Purpose The Hedgehog pathway inhibitor vismodegib exhibits pH-dependent solubility, and in vitro studies have shown that vismodegib is a substrate of P-glycoprotein (P-gp) and is metabolized by cytochrome P450 (CYP) 2C9 and 3A4. The objective of this four-arm parallel study in healthy subjects was to evaluate the effect of the proton-pump inhibitor rabeprazole, the P-gp/CYP3A4 inhibitor itraconazole, and the CYP2C9 and 3A4 inhibitor fluconazole on vismodegib steady-state pharmacokinetics.
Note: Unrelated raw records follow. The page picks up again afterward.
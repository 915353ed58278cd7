//! Graph view with filtering and focus capabilities for ERD generation.

use crate::schema::{derive_relationships, Relationship, Table};
use ahash::{AHashMap, AHashSet};
use glob::Pattern;
use std::collections::VecDeque;

/// Mermaid notation for the only cardinality the parser can infer:
/// the child holds the FK, the parent is referenced once.
pub const MANY_TO_ONE: &str = "}o--||";

/// A filtered view of parsed tables for ERD visualization
#[derive(Debug, Clone)]
pub struct GraphView {
    /// Tables included in this view, in source order
    pub tables: Vec<Table>,
    /// Foreign-key edges between tables
    pub edges: Vec<Relationship>,
}

impl GraphView {
    /// Create a full view from parsed tables (all tables and edges)
    pub fn from_tables(tables: &[Table]) -> Self {
        Self {
            tables: tables.to_vec(),
            edges: derive_relationships(tables),
        }
    }

    /// Filter to include only tables matching the given patterns
    pub fn filter_tables(&mut self, patterns: &[Pattern]) {
        if patterns.is_empty() {
            return;
        }

        let matching: AHashSet<String> = self
            .tables
            .iter()
            .map(|t| &t.name)
            .filter(|name| patterns.iter().any(|p| p.matches(name)))
            .cloned()
            .collect();

        self.apply_node_filter(&matching);
    }

    /// Exclude tables matching the given patterns
    pub fn exclude_tables(&mut self, patterns: &[Pattern]) {
        if patterns.is_empty() {
            return;
        }

        let remaining: AHashSet<String> = self
            .tables
            .iter()
            .map(|t| &t.name)
            .filter(|name| !patterns.iter().any(|p| p.matches(name)))
            .cloned()
            .collect();

        self.apply_node_filter(&remaining);
    }

    /// Focus on a table and everything within `max_depth` FK hops of it,
    /// following edges in both directions. An unknown table empties the view.
    pub fn focus_table(&mut self, table: &str, max_depth: usize) {
        let Some(start) = self.get_table(table).map(|t| t.name.clone()) else {
            self.tables.clear();
            self.edges.clear();
            return;
        };

        let adjacency = self.build_adjacency_map();

        let mut result_nodes = AHashSet::new();
        result_nodes.insert(start.clone());

        let mut queue: VecDeque<(String, usize)> = VecDeque::new();
        queue.push_back((start, 0));

        while let Some((current, depth)) = queue.pop_front() {
            if depth >= max_depth {
                continue;
            }

            if let Some(neighbors) = adjacency.get(&current) {
                for neighbor in neighbors {
                    if result_nodes.insert(neighbor.clone()) {
                        queue.push_back((neighbor.clone(), depth + 1));
                    }
                }
            }
        }

        self.apply_node_filter(&result_nodes);
    }

    /// Get the number of tables in the view
    pub fn table_count(&self) -> usize {
        self.tables.len()
    }

    /// Get the number of edges in the view
    pub fn edge_count(&self) -> usize {
        self.edges.len()
    }

    /// Get the total number of columns across all tables
    pub fn column_count(&self) -> usize {
        self.tables.iter().map(|t| t.columns.len()).sum()
    }

    /// Check if the view is empty
    pub fn is_empty(&self) -> bool {
        self.tables.is_empty()
    }

    /// Get table by name (exact first, then case-insensitive)
    pub fn get_table(&self, name: &str) -> Option<&Table> {
        crate::schema::find_table(&self.tables, name)
    }

    // Private helper methods

    /// Keep only the given tables. Edges survive when their source is kept and
    /// their target is either kept or was never a parsed table (dangling).
    fn apply_node_filter(&mut self, keep: &AHashSet<String>) {
        let known: AHashSet<String> = self.tables.iter().map(|t| t.name.clone()).collect();

        self.tables.retain(|t| keep.contains(&t.name));
        self.edges.retain(|e| {
            keep.contains(&e.from_table)
                && (keep.contains(&e.to_table) || !known.contains(&e.to_table))
        });
    }

    fn build_adjacency_map(&self) -> AHashMap<String, Vec<String>> {
        let mut adjacency: AHashMap<String, Vec<String>> = AHashMap::new();

        for edge in &self.edges {
            adjacency
                .entry(edge.from_table.clone())
                .or_default()
                .push(edge.to_table.clone());
            adjacency
                .entry(edge.to_table.clone())
                .or_default()
                .push(edge.from_table.clone());
        }

        adjacency
    }
}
Methods Cohorts included a control arm ( n = 22), in which vismodegib 150 mg was administered once daily (QD) for 7 days, and 3 arms in which vismodegib was co-administered QD for 7 days with rabeprazole 20 mg (including a 4-day lead-in; n = 24); itraconazole 200 mg ( n = 22); or fluconazole 400 mg ( n = 22). Results Area under the vismodegib concentration–time curve from zero to 24 h (AUC 0–24h ) at steady state was lower with concomitant rabeprazole administration relative to vismodegib alone [geometric mean ratio (GMR), 86.2 (associated 90 % confidence interval [CI], 76.1, 97.7)]. There was no effect of itraconazole on steady-state exposure of vismodegib [GMR, 96.4 (90 % CI 84.9, 109.6)]. Co-administration with fluconazole increased vismodegib steady-state AUC 0–24h [GMR, 130.9 (90 % CI 115.2, 148.7)]. Co-administration of rabeprazole, itraconazole, and fluconazole had similar effects on the exposure of unbound vismodegib and total vismodegib. Conclusion The results of this study suggest that vismodegib can be administered with acid-reducing agents and P-gp and CYP inhibitors without the risk of a clinically meaningful pharmacokinetic drug–drug interaction. ClinicalTrials.gov Identifier NCT01772290.